A right to disconnect, already in place in a number of European countries, would dictate at what times workers can be contacted by their employer, and provide legal protections for those forced to engage outside of their working hours.
The committee pointed out that recent workplace innovations have seen bargaining to contain working hours, and a number of European countries and some employers have moved to establish a right to disconnect from work.
In light of the changes to workplace boundaries following the pandemic, and given the need for working carers to have clear parameters around their working time, the committee recommended that a right to disconnect be considered for Australian workplace relations law.
“Such a right should enable and support productive work from home and flexibility of work, while ensuring workers have the capacity to disconnect from their job and to work their contractual hours,” stated the committee.
The committee made the recommendation to the Department of Employment and Workplace Relations, and encouraged it to investigate legislative reforms to the Fair Work Act 2009 and any other associated workplace laws.

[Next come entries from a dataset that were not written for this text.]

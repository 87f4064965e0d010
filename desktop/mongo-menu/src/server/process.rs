//! Handle to a spawned `mongod`.

use std::fmt;
use std::path::{Path, PathBuf};
use std::process::ExitStatus;

use mm_config::ServerConfig;
use tokio::sync::{oneshot, watch};
use tokio::task::JoinHandle;
use tracing::warn;

/// Exit code `mongod` reports when it shuts down on SIGTERM.
const SIGTERM_EXIT_CODE: i32 = 15;
#[cfg(unix)]
const SIGTERM: i32 = 15;

/// Command-line arguments binding the server to its configuration.
pub fn server_args(config: &ServerConfig) -> Vec<String> {
    vec![
        "--dbpath".into(),
        config.data_dir.display().to_string(),
        "--logpath".into(),
        config.log_path.display().to_string(),
        "--logappend".into(),
        "--port".into(),
        config.port.to_string(),
    ]
}

/// Arguments for the shell client to request an administrative shutdown.
pub fn shutdown_args(port: u16) -> Vec<String> {
    vec![
        "--port".into(),
        port.to_string(),
        "--eval".into(),
        "db.adminCommand({shutdown: 1})".into(),
    ]
}

/// How the server process ended.
#[derive(Debug, Clone, Copy, PartialEq, Eq)]
pub struct ExitReport {
    pub code: Option<i32>,
    pub signal: Option<i32>,
}

impl ExitReport {
    pub fn from_status(status: ExitStatus) -> Self {
        #[cfg(unix)]
        let signal = {
            use std::os::unix::process::ExitStatusExt;
            status.signal()
        };
        #[cfg(not(unix))]
        let signal = None;

        Self {
            code: status.code(),
            signal,
        }
    }

    /// Exit status could not be collected.
    pub fn unknown() -> Self {
        Self {
            code: None,
            signal: None,
        }
    }

    /// Exit code 0 or termination by SIGTERM.
    pub fn is_clean(&self) -> bool {
        #[cfg(unix)]
        if self.signal == Some(SIGTERM) {
            return true;
        }

        matches!(self.code, Some(0) | Some(SIGTERM_EXIT_CODE))
    }
}

impl fmt::Display for ExitReport {
    fn fmt(&self, f: &mut fmt::Formatter<'_>) -> fmt::Result {
        match (self.code, self.signal) {
            (Some(code), _) => write!(f, "exit code {code}"),
            (None, Some(signal)) => write!(f, "signal {signal}"),
            (None, None) => write!(f, "unknown status"),
        }
    }
}

/// Exclusively owned by the supervisor while the server is not `Stopped`.
///
/// The `Child` itself lives in the exit watcher task; this handle talks
/// to it through channels.
pub(crate) struct ManagedProcess {
    pub(crate) generation: u64,
    pub(crate) pid: Option<u32>,
    pub(crate) port: u16,
    log_path: PathBuf,
    exit_rx: watch::Receiver<Option<ExitReport>>,
    kill_tx: Option<oneshot::Sender<()>>,
    output_tasks: Vec<JoinHandle<()>>,
}

impl ManagedProcess {
    pub(crate) fn new(
        generation: u64,
        pid: Option<u32>,
        config: &ServerConfig,
        exit_rx: watch::Receiver<Option<ExitReport>>,
        kill_tx: oneshot::Sender<()>,
        output_tasks: Vec<JoinHandle<()>>,
    ) -> Self {
        Self {
            generation,
            pid,
            port: config.port,
            log_path: config.log_path.clone(),
            exit_rx,
            kill_tx: Some(kill_tx),
            output_tasks,
        }
    }

    pub(crate) fn log_path(&self) -> &Path {
        &self.log_path
    }

    pub(crate) fn has_exited(&self) -> bool {
        self.exit_rx.borrow().is_some()
    }

    pub(crate) fn exit_report(&self) -> Option<ExitReport> {
        *self.exit_rx.borrow()
    }

    /// Wait until the exit watcher reports termination.
    pub(crate) async fn exited(&mut self) -> Option<ExitReport> {
        match self.exit_rx.wait_for(Option::is_some).await {
            Ok(report) => *report,
            Err(_) => None,
        }
    }

    /// Ask the process to terminate with SIGTERM.
    pub(crate) fn terminate(&self) {
        #[cfg(unix)]
        if let Some(pid) = self.pid {
            use nix::sys::signal::{Signal, kill};
            use nix::unistd::Pid;

            tracing::info!("Sending SIGTERM to pid {pid}");
            if let Err(e) = kill(Pid::from_raw(pid as i32), Signal::SIGTERM) {
                warn!("Failed to send SIGTERM to pid {pid}: {e}");
            }
        }
    }

    /// Request a forced kill. Only the first call has any effect.
    pub(crate) fn kill(&mut self) -> bool {
        match self.kill_tx.take() {
            Some(tx) => tx.send(()).is_ok(),
            None => false,
        }
    }

    /// Stop draining output; the streams belong to a dead process.
    pub(crate) fn release(self) {
        for task in self.output_tasks {
            task.abort();
        }
    }
}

The right to disconnect should enable and support productive work from home and flexibility of work as well as protecting the rights of workers to disconnect from their job outside of contracted hours and to enforce this with their employer. Additionally, it should place a positive duty on employers to reasonably accommodate the right wherever possible and allow employees to appeal to the Fair Work Commission where the right is not being enacted by employers.
Which countries have implemented a right to disconnect?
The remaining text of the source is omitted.